DECLARATION OF __________________

Declaration made this __________ day of ________________ 20________. I, ______________, being of sound mind, willfully and voluntarily make known my desires that my dying shall not be artificially prolonged under the circumstances set forth below, do hereby declare:

If at any time I should have an incurable injury, disease, or illness certified to be a terminal condition by two physicians who have personally examined me, one of whom shall be my attending physician, and the physicians have determined that my death will occur whether or not life- sustaining procedures are utilized and where the application of life-sustaining procedures would serve only to artificially prolong the dying process, I direct that such procedures be withheld or withdrawn, and that I be permitted to die naturally with only the administration of medication or the performance of any medical procedure deemed necessary too provide me with comfort care.

In the absence of my ability to give directions regarding the use of such life-sustaining procedures, it is my intention that this declaration shall be honored by my family and physicians as the final expression of my legal right to refuse medical or surgical treatment and accept the consequences from such refusal.

I understand the full import of this declaration and I am emotionally and mentally competent to make this declaration.

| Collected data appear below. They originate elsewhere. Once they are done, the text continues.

use axum::extract::{Path, Query, State};
use axum::http::StatusCode;
use axum::Json;
use uuid::Uuid;

use crate::app::AppState;
use crate::auth::AuthUser;
use crate::authz::{Permission, WorkspaceAccess};
use crate::errors::AppResult;
use crate::models::task::{Task, TaskCreateRequest, TaskListItem, TaskListQuery, TaskPage, TaskUpdateRequest};
use crate::services::tasks;

#[utoipa::path(
    post,
    path = "/workspaces/{workspace_id}/projects/{project_id}/tasks",
    tag = "Tasks",
    params(
        ("workspace_id" = Uuid, Path, description = "Workspace id"),
        ("project_id" = Uuid, Path, description = "Project id")
    ),
    request_body = TaskCreateRequest,
    responses(
        (status = 201, description = "Task created", body = Task),
        (status = 400, description = "Assignee is not a member of the workspace")
    ),
    security(("bearerAuth" = []))
)]
pub async fn create_task(
    State(state): State<AppState>,
    auth: AuthUser,
    Path((workspace_id, project_id)): Path<(Uuid, Uuid)>,
    Json(payload): Json<TaskCreateRequest>,
) -> AppResult<(StatusCode, Json<Task>)> {
    let access = WorkspaceAccess::resolve(&state.pool, auth.user_id, workspace_id).await?;
    access.require(&[Permission::CreateTask])?;

    let task = tasks::create_task(&state.pool, auth.user_id, workspace_id, project_id, payload).await?;
    Ok((StatusCode::CREATED, Json(task)))
}

#[utoipa::path(
    get,
    path = "/workspaces/{workspace_id}/tasks",
    tag = "Tasks",
    params(("workspace_id" = Uuid, Path, description = "Workspace id"), TaskListQuery),
    responses((status = 200, description = "Filtered page of tasks, newest first", body = TaskPage)),
    security(("bearerAuth" = []))
)]
pub async fn list_tasks(
    State(state): State<AppState>,
    auth: AuthUser,
    Path(workspace_id): Path<Uuid>,
    Query(query): Query<TaskListQuery>,
) -> AppResult<Json<TaskPage>> {
    let access = WorkspaceAccess::resolve(&state.pool, auth.user_id, workspace_id).await?;
    access.require(&[Permission::ViewOnly])?;

    let (filter, page) = query.into_parts()?;
    let tasks = tasks::list_tasks(&state.pool, workspace_id, &filter, page).await?;
    Ok(Json(tasks))
}

#[utoipa::path(
    get,
    path = "/workspaces/{workspace_id}/projects/{project_id}/tasks/{task_id}",
    tag = "Tasks",
    params(
        ("workspace_id" = Uuid, Path, description = "Workspace id"),
        ("project_id" = Uuid, Path, description = "Project id"),
        ("task_id" = Uuid, Path, description = "Task id")
    ),
    responses(
        (status = 200, description = "Task with project and assignee", body = TaskListItem),
        (status = 404, description = "Task not in this project")
    ),
    security(("bearerAuth" = []))
)]
pub async fn get_task(
    State(state): State<AppState>,
    auth: AuthUser,
    Path((workspace_id, project_id, id)): Path<(Uuid, Uuid, Uuid)>,
) -> AppResult<Json<TaskListItem>> {
    let access = WorkspaceAccess::resolve(&state.pool, auth.user_id, workspace_id).await?;
    access.require(&[Permission::ViewOnly])?;

    let task = tasks::get_task(&state.pool, workspace_id, project_id, id).await?;
    Ok(Json(task))
}

#[utoipa::path(
    put,
    path = "/workspaces/{workspace_id}/projects/{project_id}/tasks/{task_id}",
    tag = "Tasks",
    params(
        ("workspace_id" = Uuid, Path, description = "Workspace id"),
        ("project_id" = Uuid, Path, description = "Project id"),
        ("task_id" = Uuid, Path, description = "Task id")
    ),
    request_body = TaskUpdateRequest,
    responses((status = 200, description = "Task updated", body = Task)),
    security(("bearerAuth" = []))
)]
pub async fn update_task(
    State(state): State<AppState>,
    auth: AuthUser,
    Path((workspace_id, project_id, id)): Path<(Uuid, Uuid, Uuid)>,
    Json(payload): Json<TaskUpdateRequest>,
) -> AppResult<Json<Task>> {
    let access = WorkspaceAccess::resolve(&state.pool, auth.user_id, workspace_id).await?;
    access.require(&[Permission::EditTask])?;

    let task = tasks::update_task(&state.pool, workspace_id, project_id, id, payload).await?;
    Ok(Json(task))
}

#[utoipa::path(
    delete,
    path = "/workspaces/{workspace_id}/tasks/{task_id}",
    tag = "Tasks",
    params(
        ("workspace_id" = Uuid, Path, description = "Workspace id"),
        ("task_id" = Uuid, Path, description = "Task id")
    ),
    responses(
        (status = 204, description = "Task deleted"),
        (status = 404, description = "Task not in this workspace")
    ),
    security(("bearerAuth" = []))
)]
pub async fn delete_task(
    State(state): State<AppState>,
    auth: AuthUser,
    Path((workspace_id, id)): Path<(Uuid, Uuid)>,
) -> AppResult<StatusCode> {
    let access = WorkspaceAccess::resolve(&state.pool, auth.user_id, workspace_id).await?;
    access.require(&[Permission::DeleteTask])?;

    tasks::delete_task(&state.pool, workspace_id, id).await?;
    Ok(StatusCode::NO_CONTENT)
}
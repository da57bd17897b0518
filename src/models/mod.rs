pub mod account;
pub mod membership;
pub mod pagination;
pub mod project;
pub mod role;
pub mod task;
pub mod user;
pub mod workspace;
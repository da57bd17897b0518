use sqlx::{QueryBuilder, Sqlite, SqlitePool};
use uuid::Uuid;

use crate::errors::{AppError, AppResult};
use crate::models::pagination::{PageRequest, Pagination};
use crate::models::task::{
    DbTaskListItem, Task, TaskCreateRequest, TaskFilter, TaskListItem, TaskPage, TaskPriority, TaskStatus,
    TaskUpdateRequest, TASK_COLUMNS,
};
use crate::services::projects::get_project;
use crate::utils::{normalize_text, utc_now, validate_name};

const TASK_LIST_SELECT: &str = "SELECT t.id, t.project_id, t.workspace_id, t.title, t.description, t.priority, t.status, \
       t.assigned_to, t.created_by, t.due_date, t.created_at, t.updated_at, \
       p.name AS project_name, p.emoji AS project_emoji, \
       u.name AS assignee_name, u.profile_picture AS assignee_profile_picture \
     FROM tasks t \
     JOIN projects p ON p.id = t.project_id \
     LEFT JOIN users u ON u.id = t.assigned_to";

/// Creates a task under a project of the workspace. An assignee, when given,
/// must already be a member of the workspace.
pub async fn create_task(
    pool: &SqlitePool,
    user_id: Uuid,
    workspace_id: Uuid,
    project_id: Uuid,
    req: TaskCreateRequest,
) -> AppResult<Task> {
    let title = validate_name("title", &req.title)?;
    let project = get_project(pool, workspace_id, project_id).await?;

    if let Some(assignee) = req.assigned_to {
        ensure_workspace_member(pool, workspace_id, assignee).await?;
    }

    let now = utc_now();
    let task = Task {
        id: Uuid::new_v4(),
        project_id: project.id,
        workspace_id,
        title,
        description: normalize_text(req.description.as_deref()).filter(|d| !d.is_empty()),
        priority: req.priority.unwrap_or(TaskPriority::Medium),
        status: req.status.unwrap_or(TaskStatus::Todo),
        assigned_to: req.assigned_to,
        created_by: user_id,
        due_date: req.due_date,
        created_at: now,
        updated_at: now,
    };

    sqlx::query(&format!(
        "INSERT INTO tasks ({TASK_COLUMNS}, title_folded) VALUES (?, ?, ?, ?, ?, ?, ?, ?, ?, ?, ?, ?, ?)"
    ))
    .bind(task.id)
    .bind(task.project_id)
    .bind(task.workspace_id)
    .bind(&task.title)
    .bind(&task.description)
    .bind(task.priority)
    .bind(task.status)
    .bind(task.assigned_to)
    .bind(task.created_by)
    .bind(task.due_date)
    .bind(now)
    .bind(now)
    .bind(task.title.to_lowercase())
    .execute(pool)
    .await?;

    Ok(task)
}

/// Partial update. The assignee is taken as given and not re-checked against
/// the workspace membership. An absent assignee or due date keeps the stored
/// value, so neither can be cleared here.
pub async fn update_task(
    pool: &SqlitePool,
    workspace_id: Uuid,
    project_id: Uuid,
    task_id: Uuid,
    req: TaskUpdateRequest,
) -> AppResult<Task> {
    get_project(pool, workspace_id, project_id).await?;
    let mut task = fetch_task(pool, workspace_id, project_id, task_id).await?;

    if let Some(title) = req.title.as_deref() {
        task.title = validate_name("title", title)?;
    }
    if let Some(description) = normalize_text(req.description.as_deref()) {
        task.description = Some(description).filter(|d| !d.is_empty());
    }
    if let Some(priority) = req.priority {
        task.priority = priority;
    }
    if let Some(status) = req.status {
        task.status = status;
    }
    if req.assigned_to.is_some() {
        task.assigned_to = req.assigned_to;
    }
    if req.due_date.is_some() {
        task.due_date = req.due_date;
    }

    let now = utc_now();
    sqlx::query(
        "UPDATE tasks SET title = ?, title_folded = ?, description = ?, priority = ?, status = ?, assigned_to = ?, due_date = ?, updated_at = ? \
         WHERE id = ? AND project_id = ? AND workspace_id = ?",
    )
    .bind(&task.title)
    .bind(task.title.to_lowercase())
    .bind(&task.description)
    .bind(task.priority)
    .bind(task.status)
    .bind(task.assigned_to)
    .bind(task.due_date)
    .bind(now)
    .bind(task.id)
    .bind(project_id)
    .bind(workspace_id)
    .execute(pool)
    .await?;

    task.updated_at = now;
    Ok(task)
}

pub async fn get_task(pool: &SqlitePool, workspace_id: Uuid, project_id: Uuid, task_id: Uuid) -> AppResult<TaskListItem> {
    get_project(pool, workspace_id, project_id).await?;

    sqlx::query_as::<_, DbTaskListItem>(&format!(
        "{TASK_LIST_SELECT} WHERE t.id = ? AND t.project_id = ? AND t.workspace_id = ?"
    ))
    .bind(task_id)
    .bind(project_id)
    .bind(workspace_id)
    .fetch_optional(pool)
    .await?
    .map(TaskListItem::from)
    .ok_or_else(|| AppError::not_found("Task not found or does not belong to this project"))
}

/// Filtered, paginated listing of a workspace's tasks, newest first.
pub async fn list_tasks(
    pool: &SqlitePool,
    workspace_id: Uuid,
    filter: &TaskFilter,
    page: PageRequest,
) -> AppResult<TaskPage> {
    let mut count = QueryBuilder::<Sqlite>::new("SELECT COUNT(*) FROM tasks t");
    push_task_filters(&mut count, workspace_id, filter);
    let total_count = count.build_query_scalar::<i64>().fetch_one(pool).await?;

    let mut select = QueryBuilder::<Sqlite>::new(TASK_LIST_SELECT);
    push_task_filters(&mut select, workspace_id, filter);
    select
        .push(" ORDER BY t.created_at DESC, t.id LIMIT ")
        .push_bind(page.page_size)
        .push(" OFFSET ")
        .push_bind(page.skip());

    let tasks = select
        .build_query_as::<DbTaskListItem>()
        .fetch_all(pool)
        .await?
        .into_iter()
        .map(TaskListItem::from)
        .collect();

    Ok(TaskPage {
        tasks,
        pagination: Pagination::new(page, total_count),
    })
}

pub async fn delete_task(pool: &SqlitePool, workspace_id: Uuid, task_id: Uuid) -> AppResult<()> {
    let deleted = sqlx::query("DELETE FROM tasks WHERE id = ? AND workspace_id = ?")
        .bind(task_id)
        .bind(workspace_id)
        .execute(pool)
        .await?
        .rows_affected();

    if deleted == 0 {
        return Err(AppError::not_found("Task not found or does not belong to this workspace"));
    }

    Ok(())
}

async fn fetch_task(pool: &SqlitePool, workspace_id: Uuid, project_id: Uuid, task_id: Uuid) -> AppResult<Task> {
    sqlx::query_as::<_, Task>(&format!(
        "SELECT {TASK_COLUMNS} FROM tasks WHERE id = ? AND project_id = ? AND workspace_id = ?"
    ))
    .bind(task_id)
    .bind(project_id)
    .bind(workspace_id)
    .fetch_optional(pool)
    .await?
    .ok_or_else(|| AppError::not_found("Task not found or does not belong to this project"))
}

async fn ensure_workspace_member(pool: &SqlitePool, workspace_id: Uuid, user_id: Uuid) -> AppResult<()> {
    let is_member: bool =
        sqlx::query_scalar("SELECT EXISTS(SELECT 1 FROM memberships WHERE user_id = ? AND workspace_id = ?)")
            .bind(user_id)
            .bind(workspace_id)
            .fetch_one(pool)
            .await?;

    if !is_member {
        return Err(AppError::bad_request("This user is not a member of the workspace"));
    }
    Ok(())
}

fn push_task_filters(qb: &mut QueryBuilder<'_, Sqlite>, workspace_id: Uuid, filter: &TaskFilter) {
    qb.push(" WHERE t.workspace_id = ").push_bind(workspace_id);

    if let Some(project_id) = filter.project_id {
        qb.push(" AND t.project_id = ").push_bind(project_id);
    }
    if !filter.status.is_empty() {
        qb.push(" AND t.status IN (");
        let mut values = qb.separated(", ");
        for status in &filter.status {
            values.push_bind(*status);
        }
        values.push_unseparated(")");
    }
    if !filter.priority.is_empty() {
        qb.push(" AND t.priority IN (");
        let mut values = qb.separated(", ");
        for priority in &filter.priority {
            values.push_bind(*priority);
        }
        values.push_unseparated(")");
    }
    if !filter.assigned_to.is_empty() {
        qb.push(" AND t.assigned_to IN (");
        let mut values = qb.separated(", ");
        for assignee in &filter.assigned_to {
            values.push_bind(*assignee);
        }
        values.push_unseparated(")");
    }
    if let Some(keyword) = filter.keyword.as_deref() {
        qb.push(" AND instr(t.title_folded, ")
            .push_bind(keyword.to_lowercase())
            .push(") > 0");
    }
    if let Some(due_date) = filter.due_date {
        qb.push(" AND t.due_date = ").push_bind(due_date);
    }
}
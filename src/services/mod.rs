//! Domain operations over the pool. Handlers authorize first, then call in here.

pub mod accounts;
pub mod members;
pub mod projects;
pub mod tasks;
pub mod workspaces;
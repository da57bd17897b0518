use axum::http::Method;
use axum::routing::{delete, get, post, put};
use axum::Router;
use sqlx::SqlitePool;
use tower_http::cors::{Any, CorsLayer};
use tower_http::trace::TraceLayer;

use crate::auth::JwtConfig;
use crate::authz::seed_roles;
use crate::errors::AppError;
use crate::routes::{auth, health, members, projects, tasks, workspaces};

#[derive(Clone)]
pub struct AppState {
    pub pool: SqlitePool,
    pub jwt: JwtConfig,
}

impl AppState {
    pub fn new(pool: SqlitePool, jwt: JwtConfig) -> Self {
        Self { pool, jwt }
    }
}

/// Builds the router with the JWT settings taken from the environment.
pub async fn create_app(pool: SqlitePool) -> Result<Router, AppError> {
    let jwt_config = JwtConfig::from_env()?;
    create_app_with(pool, jwt_config).await
}

/// Seeds the role catalog, then builds the router.
pub async fn create_app_with(pool: SqlitePool, jwt: JwtConfig) -> Result<Router, AppError> {
    let roles = seed_roles(&pool).await?;
    tracing::info!(count = roles.len(), "role catalog ready");

    let state = AppState::new(pool, jwt);

    let cors = CorsLayer::new()
        .allow_methods([Method::GET, Method::POST, Method::PUT, Method::DELETE, Method::OPTIONS])
        .allow_origin(Any)
        .allow_headers(Any);

    let auth_routes = Router::new()
        .route("/register", post(auth::register))
        .route("/login", post(auth::login))
        .route("/logout", post(auth::logout));

    // Path parameters keep one name per segment position across every
    // workspace-scoped route, otherwise the router rejects the overlap.
    let workspace_routes = Router::new()
        .route("/", post(workspaces::create_workspace).get(workspaces::list_workspaces))
        .route(
            "/:workspace_id",
            get(workspaces::get_workspace)
                .put(workspaces::update_workspace)
                .delete(workspaces::delete_workspace),
        )
        .route("/:workspace_id/members", get(workspaces::list_members))
        .route("/:workspace_id/members/role", put(workspaces::change_member_role))
        .route("/:workspace_id/analytics", get(workspaces::workspace_analytics))
        .route(
            "/:workspace_id/projects",
            post(projects::create_project).get(projects::list_projects),
        )
        .route(
            "/:workspace_id/projects/:project_id",
            get(projects::get_project)
                .put(projects::update_project)
                .delete(projects::delete_project),
        )
        .route("/:workspace_id/projects/:project_id/analytics", get(projects::project_analytics))
        .route("/:workspace_id/projects/:project_id/tasks", post(tasks::create_task))
        .route(
            "/:workspace_id/projects/:project_id/tasks/:task_id",
            get(tasks::get_task).put(tasks::update_task),
        )
        .route("/:workspace_id/tasks", get(tasks::list_tasks))
        .route("/:workspace_id/tasks/:task_id", delete(tasks::delete_task));

    let router = Router::new()
        .route("/api/health", get(health::health))
        .route("/user/current", get(auth::current_user))
        .route("/members/join/:invite_code", post(members::join_workspace))
        .nest("/auth", auth_routes)
        .nest("/workspaces", workspace_routes)
        .with_state(state)
        .layer(cors)
        .layer(TraceLayer::new_for_http());

    Ok(router)
}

________________________________________

City of residence: _______________

County of residence: _____________

State of residence: ______________

Date: __________________________________

The declarant has been personally known to me and I believe him or her to be of sound mind. I did not sign the declarant’s signature above for or at the declaration of the declarant. I am not related to the declarant by blood or marriage, entitled to any portion of the estate of the declarant according to the laws of intestate succession or under any will of declarant or codicil thereto, or directly financially responsible for declarant’s medical care.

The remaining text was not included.